Hampir 19.000 klaim diajukan dalam tuntutan hukum pelanggaran seksual militer Kanada
Top stories

Hampir 19.000 klaim diajukan dalam tuntutan hukum pelanggaran seksual militer Kanada

Hampir 19.000 personel Angkatan Bersenjata Kanada dan Departemen Pertahanan telah mengajukan klaim dalam penyelesaian gugatan class action terhadap pemerintah federal atas pelanggaran seksual di militer.

Pada batas waktu hari Rabu, 18.796 klaim telah diajukan oleh karyawan CAF dan DND saat ini dan sebelumnya.

Dari jumlah tersebut 5.055 telah disetujui untuk pembayaran awal atau telah dibayar.

Sekitar 57 persen dari penggugat adalah perempuan, 42 persen adalah laki-laki, dan satu persen mengidentifikasi sebagai orang lain.

Hampir 33 persen dari semua klaim diajukan bulan ini saja.

CAF telah diguncang oleh krisis pelecehan seksual tahun ini, dengan para pemimpin senior saat ini dan mantan pemimpin sedang diselidiki atau menghadapi dakwaan.

Pemerintah federal telah menghadapi kritik keras karena gagal mengendalikan masalah. Menteri Pertahanan yang baru diangkat Anita Anand mengatakan menangani krisis adalah prioritas utamanya.

Penyelesaian tersebut disetujui oleh Pengadilan Federal pada tahun 2019 setelah gugatan class action diajukan terhadap pemerintah federal pada tahun 2016 dan 2017. Tuntutan hukum tersebut menuduh pelecehan seksual, kekerasan seksual dan diskriminasi di Pasukan Kanada dan di Departemen Pertahanan.

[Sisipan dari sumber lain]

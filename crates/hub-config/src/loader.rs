//! YAML loading with `!secret` and `!env_var` substitution
//!
//! - `!secret key` is replaced by the value of `key` in `secrets.yaml`,
//!   looked up next to the file being loaded
//! - `!env_var VAR` is replaced by the environment variable; `!env_var VAR
//!   fallback` uses `fallback` when the variable is unset

use crate::error::{ConfigError, ConfigResult};
use serde_yaml::value::TaggedValue;
use serde_yaml::Value;
use std::collections::HashMap;
use std::fs;
use std::path::{Path, PathBuf};
use tracing::{debug, trace};

/// Secrets loaded from `secrets.yaml`
#[derive(Debug, Clone, Default)]
pub struct Secrets {
    secrets: HashMap<String, String>,
}

impl Secrets {
    /// Load `<dir>/secrets.yaml`; a missing file yields no secrets
    pub fn load(dir: &Path) -> ConfigResult<Self> {
        let path = dir.join("secrets.yaml");
        if !path.exists() {
            debug!("No secrets.yaml found at {:?}", path);
            return Ok(Self::default());
        }

        let content = read(&path)?;
        let raw: HashMap<String, Value> =
            serde_yaml::from_str(&content).map_err(|source| ConfigError::ParseYaml {
                path: path.clone(),
                source,
            })?;

        let secrets: HashMap<String, String> = raw
            .into_iter()
            .map(|(key, value)| {
                let value = match value {
                    Value::String(s) => s,
                    Value::Number(n) => n.to_string(),
                    Value::Bool(b) => b.to_string(),
                    Value::Null => String::new(),
                    other => serde_yaml::to_string(&other)
                        .unwrap_or_default()
                        .trim()
                        .to_string(),
                };
                (key, value)
            })
            .collect();

        debug!("Loaded {} secrets from {:?}", secrets.len(), path);
        Ok(Self { secrets })
    }

    pub fn get(&self, key: &str) -> ConfigResult<&str> {
        self.secrets
            .get(key)
            .map(String::as_str)
            .ok_or_else(|| ConfigError::SecretNotFound {
                key: key.to_string(),
            })
    }

    pub fn len(&self) -> usize {
        self.secrets.len()
    }

    pub fn is_empty(&self) -> bool {
        self.secrets.is_empty()
    }
}

fn read(path: &Path) -> ConfigResult<String> {
    fs::read_to_string(path).map_err(|source| ConfigError::Read {
        path: path.to_path_buf(),
        source,
    })
}

/// Load a YAML file and resolve its custom tags
pub fn load_yaml(path: impl AsRef<Path>) -> ConfigResult<Value> {
    let path = path.as_ref();
    debug!("Loading YAML file: {:?}", path);
    let content = read(path)?;
    let dir = path.parent().map(Path::to_path_buf).unwrap_or_default();
    load_yaml_str(&content, path, &Secrets::load(&dir)?)
}

/// Parse YAML text and resolve its custom tags
pub fn load_yaml_str(content: &str, source: &Path, secrets: &Secrets) -> ConfigResult<Value> {
    let value: Value = serde_yaml::from_str(content).map_err(|err| ConfigError::ParseYaml {
        path: PathBuf::from(source),
        source: err,
    })?;
    resolve(value, secrets)
}

fn resolve(value: Value, secrets: &Secrets) -> ConfigResult<Value> {
    match value {
        Value::Tagged(tagged) => resolve_tagged(*tagged, secrets),
        Value::Mapping(map) => {
            let mut resolved = serde_yaml::Mapping::new();
            for (k, v) in map {
                resolved.insert(resolve(k, secrets)?, resolve(v, secrets)?);
            }
            Ok(Value::Mapping(resolved))
        }
        Value::Sequence(seq) => Ok(Value::Sequence(
            seq.into_iter()
                .map(|v| resolve(v, secrets))
                .collect::<ConfigResult<_>>()?,
        )),
        other => Ok(other),
    }
}

fn resolve_tagged(tagged: TaggedValue, secrets: &Secrets) -> ConfigResult<Value> {
    let tag = tagged.tag.to_string();
    trace!("Processing tag '{}'", tag);

    match tag.as_str() {
        "!secret" => {
            let key = tag_argument(&tag, tagged.value)?;
            let value = secrets.get(&key)?;
            debug!("Substituted secret: {}", key);
            Ok(Value::String(value.to_string()))
        }
        "!env_var" => {
            let argument = tag_argument(&tag, tagged.value)?;
            let (var, fallback) = match argument.split_once(char::is_whitespace) {
                Some((var, fallback)) => (var.to_string(), Some(fallback.trim().to_string())),
                None => (argument, None),
            };
            match (std::env::var(&var), fallback) {
                (Ok(value), _) => Ok(Value::String(value)),
                (Err(_), Some(fallback)) => Ok(Value::String(fallback)),
                (Err(_), None) => Err(ConfigError::EnvVarNotFound { var }),
            }
        }
        _ => Ok(Value::Tagged(Box::new(TaggedValue {
            tag: tagged.tag,
            value: resolve(tagged.value, secrets)?,
        }))),
    }
}

fn tag_argument(tag: &str, value: Value) -> ConfigResult<String> {
    match value {
        Value::String(s) => Ok(s),
        _ => Err(ConfigError::InvalidValue {
            key: tag.to_string(),
            reason: "argument must be a string".to_string(),
        }),
    }
}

Penyelesaian tersebut memberikan kompensasi hingga $ 155.000, perubahan kebijakan urusan militer dan veteran, dan opsi bagi penyintas pelanggaran seksual untuk berpartisipasi dalam keterlibatan restoratif, di mana mereka dapat berbagi pengalaman dengan pejabat senior.

Lebih dari 4.800 penuntut meminta keterlibatan restoratif.

Meskipun itu bukan bagian dari kesepakatan penyelesaian, salah satu pengacara yang mengajukan tuntutan hukum mengatakan pemerintah federal juga menunjukkan di pengadilan bahwa mereka akan meminta maaf.

“Sudah lebih dari dua tahun sejak janji itu dibuat dan permintaan maaf harus diberikan sesegera mungkin,” kata Jonathan Ptak dalam email.

Jangka waktu untuk mengajukan klaim kini telah berakhir, tetapi Ptak mengatakan anggota kelas dapat meminta perpanjangan tenggat waktu berdasarkan keadaan pribadi yang luar biasa.

BERGABUNG DALAM PERCAKAPAN

Percakapan adalah pendapat pembaca kami dan tunduk pada Kode etik. The Star tidak mendukung pendapat ini.